Replication target host should be reachable from the source media server.
Deduplication from the media server in a public network to a private network is not supported, however the reverse is supported.
Optimized duplication does not work for communication between a NAT media server and a media server in a public network. This is because the deduplication engine does not support a reverse connection.
However, if a NAT host is used as a replication target host for both media servers, optimized duplication works.
In case of Windows platform, ensure that the 8dot3 name file setting is enabled for the volume where NetBackup primary server software will be installed. The fsutil command is used to enable the required file setting.
Refer to the following article: Fsutil 8dot3name
You must provide an authorization token during NetBackup certificate deployment on a NAT host, irrespective of the certificate deployment security level that is set on the primary server. This is required because the primary server cannot resolve the client host name that is part of the certificate deployment request to the NAT device's IP address from which the request appears to be coming.
Automatic host ID-to-host name mapping is disabled for NAT hosts. A NAT host should be referenced in backup policies and NetBackup commands using the host name that is already mapped to its host ID. The initial hostname mappings are established for a host during NetBackup certificate deployment or external certificate enrolment. If you want a NAT host to use an alternative name for connection, you have to manually map the required host names using the Security > Host mappings node.

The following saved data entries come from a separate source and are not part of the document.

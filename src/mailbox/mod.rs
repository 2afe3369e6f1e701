//! File-based mailbox between requesters and the service
//!
//! A mailbox is just a well-known directory. Producers write an entry
//! under a randomized temporary name and atomically rename it into place;
//! the scanner only ever observes finalized names, and the consumer
//! deletes an entry before acting on it, so at most one consumer ever
//! processes a given entry and a crash mid-display never replays it.

use std::fs;
use std::io::{self, ErrorKind};
use std::path::{Path, PathBuf};

use anyhow::{bail, Context, Result};
use log::{debug, warn};
use rand::rngs::StdRng;
use rand::{Rng, SeedableRng};

use crate::request::NotificationRequest;

/// Reserved extension for finalized entries, matched case-insensitively.
pub const ENTRY_EXTENSION: &str = "ini";

/// Final entry names are `notif_<8 random digits>.ini`.
pub const ENTRY_PREFIX: &str = "notif_";

/// Suffix appended while an entry is being written; stripped by the
/// atomic rename that publishes it.
pub const TEMP_SUFFIX: &str = ".tmp";

/// Entries larger than this are malformed by definition and rejected.
pub const ENTRY_MAX_BYTES: u64 = 256;

/// Idempotent directory creation: an "already exists" outcome is success,
/// including when another process wins the creation race.
pub fn ensure_directory(dir: &Path) -> io::Result<()> {
    match fs::create_dir_all(dir) {
        Ok(()) => Ok(()),
        Err(e) if e.kind() == ErrorKind::AlreadyExists => Ok(()),
        Err(e) => Err(e),
    }
}

/// First finalized entry in `dir`, in filesystem enumeration order (no
/// sort guarantee). `None` if the directory is missing or holds none.
/// Read-only; never touches the entries.
pub fn first_entry(dir: &Path) -> Option<PathBuf> {
    let entries = fs::read_dir(dir).ok()?;
    for entry in entries.flatten() {
        if !entry.file_type().map(|t| t.is_file()).unwrap_or(false) {
            continue;
        }
        let path = entry.path();
        let is_entry = path
            .extension()
            .and_then(|ext| ext.to_str())
            .map(|ext| ext.eq_ignore_ascii_case(ENTRY_EXTENSION))
            .unwrap_or(false);
        if is_entry {
            return Some(path);
        }
    }
    None
}

/// Bounded whole-file read. Empty or oversized entries come back as
/// `None` and will be consumed as malformed.
pub fn read_entry(path: &Path) -> Option<String> {
    let len = fs::metadata(path).ok()?.len();
    if len == 0 || len > ENTRY_MAX_BYTES {
        warn!("mailbox entry {} has bad size {}", path.display(), len);
        return None;
    }
    let bytes = fs::read(path).ok()?;
    Some(String::from_utf8_lossy(&bytes).into_owned())
}

/// Delete a consumed entry. Failure is logged and absorbed; the worst
/// case is reprocessing a file we already acted on.
pub fn remove_entry(path: &Path) {
    if let Err(e) = fs::remove_file(path) {
        warn!("failed to delete mailbox entry {}: {}", path.display(), e);
    }
}

/// Producer side: publishes requests into a mailbox directory.
///
/// Owns its own random source for temp-file naming, seeded once at
/// construction.
pub struct MailboxWriter {
    dir: PathBuf,
    rng: StdRng,
}

impl MailboxWriter {
    pub fn new(dir: impl Into<PathBuf>) -> Self {
        Self {
            dir: dir.into(),
            rng: StdRng::from_entropy(),
        }
    }

    /// Write the entry under a temporary name, then atomically rename it
    /// into visibility. Any write failure abandons the publish and removes
    /// the temporary file; there is no retry.
    pub fn publish(&mut self, request: &NotificationRequest) -> Result<PathBuf> {
        if !request.is_valid() {
            bail!("refusing to publish a notification with empty text");
        }

        ensure_directory(&self.dir)
            .with_context(|| format!("failed to create mailbox directory {}", self.dir.display()))?;

        let serial: u32 = self.rng.gen_range(0..100_000_000);
        let final_path = self
            .dir
            .join(format!("{}{:08}.{}", ENTRY_PREFIX, serial, ENTRY_EXTENSION));
        let temp_path = {
            let mut name = final_path.as_os_str().to_owned();
            name.push(TEMP_SUFFIX);
            PathBuf::from(name)
        };

        if let Err(e) = fs::write(&temp_path, request.serialize()) {
            let _ = fs::remove_file(&temp_path);
            return Err(e).with_context(|| format!("failed to write {}", temp_path.display()));
        }

        if let Err(e) = fs::rename(&temp_path, &final_path) {
            let _ = fs::remove_file(&temp_path);
            return Err(e).with_context(|| format!("failed to publish {}", final_path.display()));
        }

        debug!("published notification entry {}", final_path.display());
        Ok(final_path)
    }
}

In a NetBackup domain that comprises application hosts such as SharePoint, Microsoft Exchange server, or Application Clusters, the application host name or data availability group (DAG) name may be different than the one that is used during NetBackup installation. In some cases the Fully Qualified Domain Name (FQDN) of the host is used during NetBackup installation. Therefore, connection between the NetBackup server and the client (or application host) may fail. To resolve this issue, map both the names of the NetBackup client using the Security > Host mappings node.
For more details on the security certificates and certificate deployment levels, refer to the NetBackup Security and Encryption Guide.